Data extracts:
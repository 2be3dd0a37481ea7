mod project;
mod ps1;
mod themes;

use std::io::{
    self,
    Write,
};
use std::path::PathBuf;
use std::process::ExitCode;

use clap::{
    Parser,
    Subcommand,
};
use eyre::Result;
use segments::ProjectStore;
use segments::projects::DEFAULT_STORE;

use self::project::ProjectSubcommand;
use self::ps1::Ps1Args;
use self::themes::ThemesArgs;
use crate::config::Config;

/// Themed shell prompt and project teleporter
#[derive(Debug, Parser)]
#[command(name = "prompt", version)]
pub struct Cli {
    /// Config file [default: <config dir>/prompt/config.toml]
    #[arg(long, global = true, env = "PROMPT_CONFIG", value_name = "PATH")]
    pub config: Option<PathBuf>,
    /// Projects file [default: ~/.prompt-projects]
    #[arg(long, global = true, env = "PROMPT_PROJECTS", value_name = "PATH")]
    pub projects_file: Option<PathBuf>,
    #[command(subcommand)]
    pub command: Command,
}

#[derive(Debug, PartialEq, Subcommand)]
pub enum Command {
    /// Print the prompt line
    Ps1(Ps1Args),
    /// Show the built-in themes
    Themes(ThemesArgs),
    /// Manage and jump to projects
    #[command(subcommand)]
    Project(ProjectSubcommand),
}

impl Cli {
    pub fn execute(self) -> Result<ExitCode> {
        let config = Config::load(self.config.as_deref());
        let projects_file = self
            .projects_file
            .or_else(|| config.projects_file())
            .or_else(ProjectStore::default_path)
            .unwrap_or_else(|| PathBuf::from(DEFAULT_STORE));

        let mut stdout = io::stdout().lock();
        let code = match self.command {
            Command::Ps1(args) => args.execute(&config, &projects_file, &mut stdout)?,
            Command::Themes(args) => args.execute(&mut stdout)?,
            Command::Project(subcommand) => subcommand.execute(&projects_file, &mut stdout)?,
        };
        stdout.flush()?;
        Ok(code)
    }
}

#[cfg(test)]
mod tests {
    use std::path::Path;

    use super::*;

    fn parse(args: &[&str]) -> Cli {
        Cli::try_parse_from(std::iter::once("prompt").chain(args.iter().copied())).unwrap()
    }

    #[test]
    fn test_global_flags_after_subcommand() {
        let cli = parse(&["project", "list", "--projects-file", "/tmp/p"]);
        assert_eq!(cli.projects_file.as_deref(), Some(Path::new("/tmp/p")));
        assert_eq!(cli.command, Command::Project(ProjectSubcommand::List));
    }

    #[test]
    fn test_project_add_args() {
        let cli = parse(&["project", "add", "web", ".", "-c", "#112233"]);
        assert_eq!(
            cli.command,
            Command::Project(ProjectSubcommand::Add {
                name: "web".to_string(),
                project_root: PathBuf::from("."),
                color: Some("#112233".to_string()),
            })
        );
    }

    #[test]
    fn test_cd_name_is_optional() {
        let cli = parse(&["project", "cd"]);
        assert_eq!(cli.command, Command::Project(ProjectSubcommand::Cd { name: None }));
    }

    #[test]
    fn test_themes_json_flag() {
        let cli = parse(&["themes", "--json"]);
        assert_eq!(cli.command, Command::Themes(ThemesArgs { json: true }));
    }

    #[test]
    fn test_verify_cli() {
        use clap::CommandFactory;
        Cli::command().debug_assert();
    }
}
use std::sync::LazyLock;

use regex::Regex;

static ESCAPES: LazyLock<Regex> =
    LazyLock::new(|| Regex::new(r"\x1b\[[0-9;]*m|\x1b\][^\x07\x1b]*(?:\x07|\x1b\\)").unwrap());

/// `text` as the terminal shows it: SGR and OSC sequences removed.
pub fn visible(text: &str) -> String {
    ESCAPES.replace_all(text, "").into_owned()
}

#[test]
fn test_visible() {
    assert_eq!(visible("\x1b[38;5;1m⏺\x1b[39m"), "⏺");
    assert_eq!(visible("\x1b]8;;file:///tmp\x1b\\~/tmp\x1b]8;;\x1b\\"), "~/tmp");
    assert_eq!(visible("\x1b]1;web\x07web"), "web");
}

Required action:
Every record shown above must be echoed exactly.

Reply to the task:
repository 2be3dd0a37481ea7
mod project;
mod ps1;
mod themes;

use std::io::{
    self,
    Write,
};
use std::path::PathBuf;
use std::process::ExitCode;

use clap::{
    Parser,
    Subcommand,
};
use eyre::Result;
use segments::ProjectStore;
use segments::projects::DEFAULT_STORE;

use self::project::ProjectSubcommand;
use self::ps1::Ps1Args;
use self::themes::ThemesArgs;
use crate::config::Config;

/// Themed shell prompt and project teleporter
#[derive(Debug, Parser)]
#[command(name = "prompt", version)]
pub struct Cli {
    /// Config file [default: <config dir>/prompt/config.toml]
    #[arg(long, global = true, env = "PROMPT_CONFIG", value_name = "PATH")]
    pub config: Option<PathBuf>,
    /// Projects file [default: ~/.prompt-projects]
    #[arg(long, global = true, env = "PROMPT_PROJECTS", value_name = "PATH")]
    pub projects_file: Option<PathBuf>,
    #[command(subcommand)]
    pub command: Command,
}

#[derive(Debug, PartialEq, Subcommand)]
pub enum Command {
    /// Print the prompt line
    Ps1(Ps1Args),
    /// Show the built-in themes
    Themes(ThemesArgs),
    /// Manage and jump to projects
    #[command(subcommand)]
    Project(ProjectSubcommand),
}

impl Cli {
    pub fn execute(self) -> Result<ExitCode> {
        let config = Config::load(self.config.as_deref());
        let projects_file = self
            .projects_file
            .or_else(|| config.projects_file())
            .or_else(ProjectStore::default_path)
            .unwrap_or_else(|| PathBuf::from(DEFAULT_STORE));

        let mut stdout = io::stdout().lock();
        let code = match self.command {
            Command::Ps1(args) => args.execute(&config, &projects_file, &mut stdout)?,
            Command::Themes(args) => args.execute(&mut stdout)?,
            Command::Project(subcommand) => subcommand.execute(&projects_file, &mut stdout)?,
        };
        stdout.flush()?;
        Ok(code)
    }
}

#[cfg(test)]
mod tests {
    use std::path::Path;

    use super::*;

    fn parse(args: &[&str]) -> Cli {
        Cli::try_parse_from(std::iter::once("prompt").chain(args.iter().copied())).unwrap()
    }

    #[test]
    fn test_global_flags_after_subcommand() {
        let cli = parse(&["project", "list", "--projects-file", "/tmp/p"]);
        assert_eq!(cli.projects_file.as_deref(), Some(Path::new("/tmp/p")));
        assert_eq!(cli.command, Command::Project(ProjectSubcommand::List));
    }

    #[test]
    fn test_project_add_args() {
        let cli = parse(&["project", "add", "web", ".", "-c", "#112233"]);
        assert_eq!(
            cli.command,
            Command::Project(ProjectSubcommand::Add {
                name: "web".to_string(),
                project_root: PathBuf::from("."),
                color: Some("#112233".to_string()),
            })
        );
    }

    #[test]
    fn test_cd_name_is_optional() {
        let cli = parse(&["project", "cd"]);
        assert_eq!(cli.command, Command::Project(ProjectSubcommand::Cd { name: None }));
    }

    #[test]
    fn test_themes_json_flag() {
        let cli = parse(&["themes", "--json"]);
        assert_eq!(cli.command, Command::Themes(ThemesArgs { json: true }));
    }

    #[test]
    fn test_verify_cli() {
        use clap::CommandFactory;
        Cli::command().debug_assert();
    }
}
use std::sync::LazyLock;

use regex::Regex;

static ESCAPES: LazyLock<Regex> =
    LazyLock::new(|| Regex::new(r"\x1b\[[0-9;]*m|\x1b\][^\x07\x1b]*(?:\x07|\x1b\\)").unwrap());

/// `text` as the terminal shows it: SGR and OSC sequences removed.
pub fn visible(text: &str) -> String {
    ESCAPES.replace_all(text, "").into_owned()
}

#[test]
fn test_visible() {
    assert_eq!(visible("\x1b[38;5;1m⏺\x1b[39m"), "⏺");
    assert_eq!(visible("\x1b]8;;file:///tmp\x1b\\~/tmp\x1b]8;;\x1b\\"), "~/tmp");
    assert_eq!(visible("\x1b]1;web\x07web"), "web");
}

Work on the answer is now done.